$\DeclareMathOperator{\p}{P}$ $\DeclareMathOperator{\P}{P}$ $\DeclareMathOperator{\c}{^C}$ $\DeclareMathOperator{\or}{ or}$ $\DeclareMathOperator{\and}{ and}$ $\DeclareMathOperator{\var}{Var}$ $\DeclareMathOperator{\Var}{Var}$ $\DeclareMathOperator{\Std}{Std}$ $\DeclareMathOperator{\E}{E}$ $\DeclareMathOperator{\std}{Std}$ $\DeclareMathOperator{\Ber}{Bern}$ $\DeclareMathOperator{\Bin}{Bin}$ $\DeclareMathOperator{\Poi}{Poi}$ $\DeclareMathOperator{\Uni}{Uni}$ $\DeclareMathOperator{\Geo}{Geo}$ $\DeclareMathOperator{\NegBin}{NegBin}$ $\DeclareMathOperator{\Beta}{Beta}$ $\DeclareMathOperator{\Exp}{Exp}$ $\DeclareMathOperator{\N}{N}$ $\DeclareMathOperator{\R}{\mathbb{R}}$ $\DeclareMathOperator*{\argmax}{arg\,max}$ $\newcommand{\d}{\, d}$

Multivariate Gaussian


By Lisa Yan and Chris

Many times, we talk about multiple Normal (Gaussian) random variables, otherwise known as Multivariate Normal (Gaussian) distributions. Here, we talk about the two-dimensional case, called a Bivariate Normal Distribution. $X_1$ and $X_2$ follow a bivariate normal distribution if their joint PDF is \[ f(x_1, x_2) = \frac{1}{2\pi \sigma_1 \sigma_2 \sqrt{1 - \rho^2}} e^{-\dfrac{1}{2(1-\rho^2)} \left( \dfrac{(x_1 - \mu_1)^2}{\sigma_1^2} - \dfrac{2\rho(x_1 - \mu_1)(x_2 - \mu_2)}{\sigma_1 \sigma_2} + \dfrac{(x_2 - \mu_2)^2}{\sigma_2^2} \right)}\]

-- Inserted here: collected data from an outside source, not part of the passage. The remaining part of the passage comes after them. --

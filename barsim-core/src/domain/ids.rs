use serde::{Deserialize, Serialize};
use std::fmt;

/// Order ID, assigned by the matching engine at submission.
///
/// Strictly increasing within one simulation run; never reused.
#[derive(Debug, Clone, Copy, PartialEq, Eq, Hash, PartialOrd, Ord, Serialize, Deserialize)]
pub struct OrderId(pub u64);

impl fmt::Display for OrderId {
    fn fmt(&self, f: &mut fmt::Formatter<'_>) -> fmt::Result {
        write!(f, "{}", self.0)
    }
}

impl From<u64> for OrderId {
    fn from(id: u64) -> Self {
        Self(id)
    }
}

/// Monotonic order ID generator. The first ID handed out is 1.
#[derive(Debug, Clone, Default)]
pub struct IdGen {
    last: u64,
}

impl IdGen {
    pub fn next_order_id(&mut self) -> OrderId {
        self.last += 1;
        OrderId(self.last)
    }

    /// The most recently issued ID, if any.
    pub fn last_issued(&self) -> Option<OrderId> {
        (self.last > 0).then_some(OrderId(self.last))
    }
}

#[cfg(test)]
mod tests {
    use super::*;

    #[test]
    fn ids_start_at_one_and_increase() {
        let mut gen = IdGen::default();
        assert_eq!(gen.last_issued(), None);
        assert_eq!(gen.next_order_id(), OrderId(1));
        assert_eq!(gen.next_order_id(), OrderId(2));
        assert_eq!(gen.last_issued(), Some(OrderId(2)));
    }

    #[test]
    fn order_ids_sort_by_submission() {
        assert!(OrderId(3) < OrderId(10));
        assert_eq!(OrderId(7).to_string(), "7");
    }
}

This is a specific form of probabilistic model which is parametric. In fact a bivariate nrmal distribution has five parameters: $\mu_1, \mu_2, \sigma_1^2, \sigma_2^2, \rho$. We often write the distribution of the vector $\mathbf{X} = (X_1, X_2)$ as $\mathbf{X}\sim \mathcal{N}(\vec{\mu}, \vec{\Sigma})$, where $\vec{\mu} = (\mu_1, \mu_2)$ is a mean vector and $\vec{\Sigma} = \begin{bmatrix} \sigma_1^2 & \rho \sigma_1 \sigma_2 \\ \rho \sigma_1 \sigma_2 & \sigma_2^2 \end{bmatrix}$ is a covariance matrix.

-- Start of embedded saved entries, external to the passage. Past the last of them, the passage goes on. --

//! Per-bar portfolio snapshots and the derived equity curve.

use chrono::NaiveDateTime;
use serde::{Deserialize, Serialize};
use std::collections::BTreeMap;

/// Signed share count per symbol at one time step.
#[derive(Debug, Clone, PartialEq, Serialize, Deserialize)]
pub struct PositionSnapshot {
    pub timestamp: NaiveDateTime,
    pub positions: BTreeMap<String, i64>,
}

/// Cash, commission, and mark-to-market values at one time step.
///
/// The accounting identity `total == cash + sum(market_values)` holds for
/// every snapshot.
#[derive(Debug, Clone, PartialEq, Serialize, Deserialize)]
pub struct HoldingsSnapshot {
    pub timestamp: NaiveDateTime,
    pub cash: f64,
    pub commission: f64,
    pub market_values: BTreeMap<String, f64>,
    pub total: f64,
}

/// One row of the equity curve derived from the holdings history.
#[derive(Debug, Clone, PartialEq, Serialize, Deserialize)]
pub struct EquityPoint {
    pub timestamp: NaiveDateTime,
    pub total: f64,
    /// `total.pct_change()`; `None` for the first row.
    pub returns: Option<f64>,
    /// Running product of `(1 + returns)` scaled by initial capital.
    pub equity: f64,
}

Note that $\rho$ is the correlation between $X_1$ and $X_2$, and $\sigma_1, \sigma_2 > 0$. We defer to Ross Chapter 6, Example 5d, for the full proof, but it can be shown that the marginal distributions of $X_1$ and $X_2$ are $X_1\sim\mathcal{N}(\mu_1, \sigma_1^2)$ and $X_2\sim\mathcal{N}(\mu_2, \sigma_2^2)$, respectively.

Independent Normal RVs

Let $\mathbf{X}=(X_1, X_2)\sim\mathcal{N}(\vec{\mu}, \vec{\Sigma})$, where $\vec{\mu} = (\mu_1, \mu_2)$ and $\vec{\Sigma} = \begin{bmatrix} \sigma_1^2 & 0 \\ 0 & \sigma_2^2 \end{bmatrix}$, a diagonal covariance matrix.

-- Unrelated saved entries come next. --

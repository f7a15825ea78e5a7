//! Simulation driver: the event loop.
//!
//! One step per bar:
//! 1. Ask the source to advance; it enqueues one `Market` event (or halts).
//! 2. Drain the bus to empty, dispatching each event to its owner:
//!    - `Market`: matching pass, then portfolio snapshot, then strategy
//!    - `Signal`: portfolio sizing, possibly enqueueing an `Order`
//!    - `Order`: matching engine registers it, plus a direct same-bar fill
//!      attempt when `immediate_fill` is set
//!    - `CancelOrder`: matching engine drops the order if resting
//!    - `Fill`: portfolio ledger update
//!
//! Everything a market step cascades into is drained before the next bar is
//! requested. A failure while handling one event is logged and counted; the
//! loop carries on with the next event.

use crate::data::{BarSource, HistoricalBars, SourceError};
use crate::domain::{Bar, Fill};
use crate::engine::execution::ExecutionEngine;
use crate::engine::matching::{MatchingEngine, MatchingError};
use crate::engine::state::{ConfigError, RunCounters, RunResult, SimulationConfig, SimulationState};
use crate::events::{Event, EventBus, MarketEvent};
use crate::portfolio::{Portfolio, PortfolioError};
use crate::strategy::{Strategy, StrategyContext};
use chrono::NaiveDateTime;
use std::collections::HashMap;
use thiserror::Error;
use tracing::{debug, error, info};

/// Terminal errors: the run never starts.
#[derive(Debug, Error)]
pub enum SimulationError {
    #[error("invalid configuration: {0}")]
    Config(#[from] ConfigError),

    #[error("bar source failed to initialise: {0}")]
    Source(#[from] SourceError),

    #[error("bar source has no bars to replay")]
    NoBars,
}

/// Failure while handling one dequeued event.
#[derive(Debug, Error)]
pub enum EventError {
    #[error(transparent)]
    Matching(#[from] MatchingError),

    #[error(transparent)]
    Portfolio(#[from] PortfolioError),
}

/// One simulation run over a bar source and a strategy.
pub struct Backtest<B: BarSource> {
    source: B,
    strategy: Box<dyn Strategy>,
    matching: MatchingEngine,
    portfolio: Portfolio,
    bus: EventBus,
    state: SimulationState,
    current_market: Option<MarketEvent>,
    counters: RunCounters,
}

impl<B: BarSource> Backtest<B> {
    pub fn new(
        config: &SimulationConfig,
        source: B,
        strategy: Box<dyn Strategy>,
    ) -> Result<Self, SimulationError> {
        config.validate()?;
        let opening = source.opening_time().ok_or(SimulationError::NoBars)?;

        let execution = ExecutionEngine::new(config.execution, config.commission.build());
        let portfolio = Portfolio::new(
            source.symbols(),
            config.initial_capital,
            config.default_quantity,
            Some(opening),
        );

        Ok(Self {
            source,
            strategy,
            matching: MatchingEngine::new(execution),
            portfolio,
            bus: EventBus::new(),
            state: SimulationState::Running,
            current_market: None,
            counters: RunCounters::default(),
        })
    }

    pub fn state(&self) -> SimulationState {
        self.state
    }

    pub fn portfolio(&self) -> &Portfolio {
        &self.portfolio
    }

    pub fn matching(&self) -> &MatchingEngine {
        &self.matching
    }

    pub fn counters(&self) -> RunCounters {
        self.counters
    }

    /// Enqueue an event from outside the loop (tests, manual stepping).
    pub fn put(&mut self, event: Event) {
        self.bus.put(event);
    }

    /// Advance one bar and drain everything it cascades into.
    ///
    /// Returns false once the source is exhausted and the bus is empty.
    pub fn step(&mut self) -> bool {
        if self.state == SimulationState::Halted {
            self.drain();
            return false;
        }
        if self.source.continue_backtest() {
            self.source.update_bars(&mut self.bus);
        }
        if !self.source.continue_backtest() {
            self.state = SimulationState::Halted;
            info!(bars = self.counters.bars, "bar source exhausted, halting");
        }
        self.drain();
        self.state == SimulationState::Running
    }

    /// Run to completion.
    pub fn run(mut self) -> RunResult {
        info!(
            strategy = self.strategy.name(),
            symbols = self.source.symbols().len(),
            capital = self.portfolio.initial_capital(),
            "simulation started"
        );
        while self.step() {}

        info!(
            bars = self.counters.bars,
            fills = self.counters.fills,
            trades = self.portfolio.closed_trades().len(),
            event_errors = self.counters.event_errors,
            "simulation finished"
        );
        RunResult {
            resting_orders: self.matching.into_book().into_orders(),
            portfolio: self.portfolio,
            counters: self.counters,
            state: self.state,
        }
    }

    /// Process queued events without advancing the source.
    pub fn drain(&mut self) {
        while let Some(event) = self.bus.get() {
            let kind = event.kind();
            if let Err(e) = self.dispatch(event) {
                self.counters.event_errors += 1;
                error!(event = %kind, error = %e, "event handling failed");
            }
        }
    }

    fn dispatch(&mut self, event: Event) -> Result<(), EventError> {
        match event {
            Event::Market(market) => {
                self.on_market(market);
                Ok(())
            }
            Event::Signal(signal) => {
                self.counters.signals += 1;
                let bars = self.source.latest_bar_map();
                if let Some(request) = self.portfolio.on_signal(&signal, &bars)? {
                    self.bus.put(Event::Order(request));
                }
                Ok(())
            }
            Event::Order(request) => {
                let id = match self.matching.submit(&request) {
                    Ok(id) => id,
                    Err(e) => {
                        self.counters.rejected_orders += 1;
                        return Err(e.into());
                    }
                };
                self.counters.orders += 1;
                if request.immediate_fill {
                    // Direct call against the current bar; the fill is queued
                    // ahead of anything the next step produces.
                    let bars = self.source.latest_bar_map();
                    if let Some(fill) = self.matching.fill_immediate(id, &bars)? {
                        self.bus.put(Event::Fill(fill));
                    }
                }
                Ok(())
            }
            Event::CancelOrder { order_id } => {
                if self.matching.cancel(order_id) {
                    self.counters.cancels += 1;
                }
                Ok(())
            }
            Event::Fill(fill) => {
                self.on_fill(&fill);
                Ok(())
            }
        }
    }

    fn on_market(&mut self, market: MarketEvent) {
        self.counters.bars += 1;
        self.current_market = Some(market);
        debug!(timestamp = %market.timestamp, "market step");

        let bars = self.source.latest_bar_map();
        self.matching.on_market(&bars, &mut self.bus);
        self.portfolio.on_market(market.timestamp, &bars);

        let ctx = StrategyContext {
            bars: &self.source,
            portfolio: &self.portfolio,
            orders: self.matching.book(),
        };
        self.strategy.calculate_signals(&market, &ctx, &mut self.bus);
    }

    fn on_fill(&mut self, fill: &Fill) {
        self.counters.fills += 1;
        self.portfolio.on_fill(fill);
    }

    /// Timestamp of the market event currently being processed.
    pub fn current_time(&self) -> Option<NaiveDateTime> {
        self.current_market.map(|m| m.timestamp)
    }
}

/// Build a historical source from in-memory bars and run to completion.
pub fn run_simulation(
    config: &SimulationConfig,
    symbols: Vec<String>,
    data: HashMap<String, Vec<Bar>>,
    strategy: Box<dyn Strategy>,
) -> Result<RunResult, SimulationError> {
    let source = HistoricalBars::new(symbols, data)?;
    Ok(Backtest::new(config, source, strategy)?.run())
}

Noting that the correlation between $X_1$ and $X_2$ is $\rho = 0$: \begin{align*} f(x_1, x_2) &= \frac{1}{2\pi \sigma_1 \sigma_2 } e^{-\dfrac{1}{2} \left( \dfrac{(x_1 - \mu_1)^2}{\sigma_1^2} + \dfrac{(x_2 - \mu_2)^2}{\sigma_2^2} \right)} \\ &= \frac{1}{\sigma_1 \sqrt{2\pi}} e^{-(x_1 - \mu_1)^2/(2 \sigma_1^2)} \frac{1}{\sigma_2 \sqrt{2\pi}} e^{-(x_2 - \mu_2)^2/(2 \sigma_2^2)}\\ &= f(x_1) \cdot f(x_2) && \text{} \end{align*}

Since the two distributions factorize for Bivariate Normal RVs, if $\text{Cov}(X_1, X_2) = 0$, then $X_1$ and $X_2$ are independent. Wild! More generally, you can model a collection of continuous joint random variables $\vec{X} = (X_1 \dots X_n)$ as being a composition of independent normals with means $\vec{mu} = (\mu_1 \dots \mu_n)$ and standard deviations $\vec{\sigma} = (\sigma_1 \dots \sigma_n)$. If you do so the PDF is: \begin{align*} f(\vec{x}) &= \prod_{i=1}^n f(x_i) \\ &= \prod_{i=1}^n \frac{1}{\sigma_i \sqrt{2\pi} } e ^{\frac{-(x-\mu_i)^2}{2\sigma_i^2}} \end{align*} And the CDF is \begin{align*} F(\vec{x}) &= \prod_{i=1}^n F(x_i) \\ &= \prod_{i=1}^n \Phi(\frac{x_i-\mu_i}{\sigma_i}) \end{align*}